**Your instructions:** Look through the listing and report every line that has "None" in it.

=== Material shown ===

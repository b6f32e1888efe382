//! In-process rendezvous for group and instance formation
//!
//! All bookkeeping lives behind one mutex. Waiters are parked on oneshot
//! channels and woken only after the guard is dropped, so completion never
//! runs user continuations while an internal lock is held.

use crate::core::config::CoordConfig;
use crate::core::errors::{ColexError, Result};
use crate::resolver::ParamResolver;
use crate::types::{
    CompleteGroupRequest, CompleteInstanceRequest, DeviceAttributes, GroupMembership, InstanceSpec,
    ResolvedParams,
};
use async_trait::async_trait;
use parking_lot::Mutex;
use std::collections::{HashMap, HashSet};
use std::sync::Arc;
use tokio::sync::oneshot;
use tokio_util::sync::CancellationToken;
use tracing::{debug, info, warn};

type GroupWaiter = oneshot::Sender<Result<Arc<GroupMembership>>>;
type InstanceWaiter = oneshot::Sender<Result<()>>;

/// Group formation state: Collecting while `done` is None, Complete after.
struct GroupState {
    group_size: usize,
    pending: Vec<DeviceAttributes>,
    waiters: Vec<GroupWaiter>,
    done: Option<Arc<GroupMembership>>,
}

impl GroupState {
    fn new(group_size: usize) -> Self {
        Self {
            group_size,
            pending: Vec::new(),
            waiters: Vec::new(),
            done: None,
        }
    }
}

/// Instance formation state within a completed group
struct InstanceState {
    spec: InstanceSpec,
    checked_in: HashSet<String>,
    waiters: Vec<InstanceWaiter>,
    done: bool,
}

impl InstanceState {
    fn new(spec: InstanceSpec) -> Self {
        Self {
            spec,
            checked_in: HashSet::new(),
            waiters: Vec::new(),
            done: false,
        }
    }
}

struct ResolverState {
    groups: HashMap<i64, GroupState>,
    instances: HashMap<(i64, i64), InstanceState>,
    abort: Option<ColexError>,
}

/// The real parameter resolver: N independent workers check in and every
/// waiter observes exactly one completion decision per group/instance key.
pub struct LocalParamResolver {
    config: CoordConfig,
    state: Mutex<ResolverState>,
}

impl LocalParamResolver {
    pub fn new(config: CoordConfig) -> Self {
        Self {
            config,
            state: Mutex::new(ResolverState {
                groups: HashMap::new(),
                instances: HashMap::new(),
                abort: None,
            }),
        }
    }

    fn make_params(
        group: Arc<GroupMembership>,
        instance: &InstanceSpec,
        rank: usize,
    ) -> ResolvedParams {
        ResolvedParams {
            group,
            instance_key: instance.instance_key,
            kind: instance.kind,
            dtype: instance.dtype,
            shape: instance.shape.clone(),
            default_rank: rank,
        }
    }
}

enum GroupOutcome {
    Ready(Result<Arc<GroupMembership>>),
    Notify(Arc<GroupMembership>, Vec<GroupWaiter>),
    Wait(oneshot::Receiver<Result<Arc<GroupMembership>>>),
}

enum InstanceOutcome {
    Ready(Result<ResolvedParams>),
    Notify(ResolvedParams, Vec<InstanceWaiter>),
    Wait(oneshot::Receiver<Result<()>>, Arc<GroupMembership>, usize),
}

#[async_trait]
impl ParamResolver for LocalParamResolver {
    async fn complete_group(
        &self,
        request: CompleteGroupRequest,
        token: CancellationToken,
    ) -> Result<Arc<GroupMembership>> {
        let CompleteGroupRequest { device, spec } = request;
        if spec.group_size == 0 {
            return Err(ColexError::configuration_field(
                "group_size must be greater than 0",
                "group_size",
            ));
        }
        if spec.group_size > self.config.max_group_size {
            return Err(ColexError::configuration_field(
                format!(
                    "group_size {} exceeds max_group_size {}",
                    spec.group_size, self.config.max_group_size
                ),
                "group_size",
            ));
        }

        let outcome = {
            let mut state = self.state.lock();
            if let Some(status) = &state.abort {
                GroupOutcome::Ready(Err(status.clone()))
            } else {
                let entry = state
                    .groups
                    .entry(spec.group_key)
                    .or_insert_with(|| GroupState::new(spec.group_size));
                if entry.group_size != spec.group_size {
                    GroupOutcome::Ready(Err(ColexError::internal_group(
                        spec.group_key,
                        format!(
                            "inconsistent group_size: group declared {}, caller {} claimed {}",
                            entry.group_size, device.name, spec.group_size
                        ),
                    )))
                } else if let Some(done) = &entry.done {
                    // Re-resolution by an existing member is idempotent;
                    // an extra device after completion is a protocol error.
                    if done.rank_of(&device.name).is_some() {
                        GroupOutcome::Ready(Ok(done.clone()))
                    } else {
                        GroupOutcome::Ready(Err(ColexError::internal_group(
                            spec.group_key,
                            format!(
                                "group already complete; device {} is not a member",
                                device.name
                            ),
                        )))
                    }
                } else if entry.pending.iter().any(|d| d.name == device.name) {
                    GroupOutcome::Ready(Err(ColexError::internal_group(
                        spec.group_key,
                        format!("device {} already registered for group", device.name),
                    )))
                } else {
                    debug!(
                        group_key = spec.group_key,
                        device = %device.name,
                        pending = entry.pending.len() + 1,
                        expected = entry.group_size,
                        "group check-in"
                    );
                    entry.pending.push(device);
                    if entry.pending.len() == entry.group_size {
                        let mut members = std::mem::take(&mut entry.pending);
                        members.sort_by(|a, b| a.canonical_cmp(b));
                        let membership = Arc::new(GroupMembership {
                            group_key: spec.group_key,
                            group_size: spec.group_size,
                            members,
                        });
                        entry.done = Some(membership.clone());
                        let waiters = std::mem::take(&mut entry.waiters);
                        GroupOutcome::Notify(membership, waiters)
                    } else {
                        let (tx, rx) = oneshot::channel();
                        entry.waiters.push(tx);
                        GroupOutcome::Wait(rx)
                    }
                }
            }
        };

        match outcome {
            GroupOutcome::Ready(result) => result,
            GroupOutcome::Notify(membership, waiters) => {
                info!(
                    group_key = membership.group_key,
                    group_size = membership.group_size,
                    "collective group complete"
                );
                for waiter in waiters {
                    let _ = waiter.send(Ok(membership.clone()));
                }
                Ok(membership)
            }
            GroupOutcome::Wait(rx) => tokio::select! {
                result = rx => {
                    result.unwrap_or_else(|_| Err(ColexError::internal("param resolver dropped")))
                }
                _ = token.cancelled() => Err(ColexError::cancelled("complete_group")),
            },
        }
    }

    async fn complete_instance(
        &self,
        request: CompleteInstanceRequest,
        token: CancellationToken,
    ) -> Result<ResolvedParams> {
        let CompleteInstanceRequest {
            group_key,
            device_name,
            instance,
        } = request;

        let outcome = {
            let mut state = self.state.lock();
            if let Some(status) = &state.abort {
                InstanceOutcome::Ready(Err(status.clone()))
            } else {
                let group = match state.groups.get(&group_key).and_then(|g| g.done.clone()) {
                    Some(group) => group,
                    None => {
                        return Err(ColexError::internal_group(
                            group_key,
                            "instance resolution requires a completed group",
                        ))
                    }
                };
                let rank = match group.rank_of(&device_name) {
                    Some(rank) => rank,
                    None => {
                        return Err(ColexError::internal_group(
                            group_key,
                            format!("device {} is not a member of the group", device_name),
                        ))
                    }
                };
                let instance_key = instance.instance_key;
                let entry = state
                    .instances
                    .entry((group_key, instance_key))
                    .or_insert_with(|| InstanceState::new(instance.clone()));
                if entry.spec != instance {
                    InstanceOutcome::Ready(Err(ColexError::internal_instance(
                        group_key,
                        instance_key,
                        format!(
                            "instance parameter mismatch from device {}: expected {:?}, got {:?}",
                            device_name, entry.spec, instance
                        ),
                    )))
                } else if entry.done {
                    InstanceOutcome::Ready(Ok(Self::make_params(group, &instance, rank)))
                } else if !entry.checked_in.insert(device_name.clone()) {
                    InstanceOutcome::Ready(Err(ColexError::internal_instance(
                        group_key,
                        instance_key,
                        format!("device {} already checked in for instance", device_name),
                    )))
                } else if entry.checked_in.len() == group.group_size {
                    entry.done = true;
                    let waiters = std::mem::take(&mut entry.waiters);
                    InstanceOutcome::Notify(Self::make_params(group, &instance, rank), waiters)
                } else {
                    debug!(
                        group_key,
                        instance_key,
                        device = %device_name,
                        checked_in = entry.checked_in.len(),
                        expected = group.group_size,
                        "instance check-in"
                    );
                    let (tx, rx) = oneshot::channel();
                    entry.waiters.push(tx);
                    InstanceOutcome::Wait(rx, group, rank)
                }
            }
        };

        match outcome {
            InstanceOutcome::Ready(result) => result,
            InstanceOutcome::Notify(params, waiters) => {
                info!(
                    group_key,
                    instance_key = params.instance_key,
                    "collective instance complete"
                );
                for waiter in waiters {
                    let _ = waiter.send(Ok(()));
                }
                Ok(params)
            }
            InstanceOutcome::Wait(rx, group, rank) => tokio::select! {
                result = rx => {
                    result
                        .unwrap_or_else(|_| Err(ColexError::internal("param resolver dropped")))
                        .map(|_| Self::make_params(group, &instance, rank))
                }
                _ = token.cancelled() => Err(ColexError::cancelled("complete_instance")),
            },
        }
    }

    fn start_abort(&self, status: ColexError) {
        let (group_waiters, instance_waiters) = {
            let mut state = self.state.lock();
            if state.abort.is_some() {
                debug!("param resolver already aborted; keeping first status");
                return;
            }
            warn!(status = %status, "aborting collective param resolution");
            state.abort = Some(status.clone());
            let mut group_waiters = Vec::new();
            for group in state.groups.values_mut() {
                group_waiters.append(&mut group.waiters);
            }
            let mut instance_waiters = Vec::new();
            for instance in state.instances.values_mut() {
                instance_waiters.append(&mut instance.waiters);
            }
            (group_waiters, instance_waiters)
        };
        for waiter in group_waiters {
            let _ = waiter.send(Err(status.clone()));
        }
        for waiter in instance_waiters {
            let _ = waiter.send(Err(status.clone()));
        }
    }
}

===

**Solution for this exercise:**
/// Group formation state: Collecting while `done` is None, Complete after.
            done: None,
                abort: None,
                    None => {
                    None => {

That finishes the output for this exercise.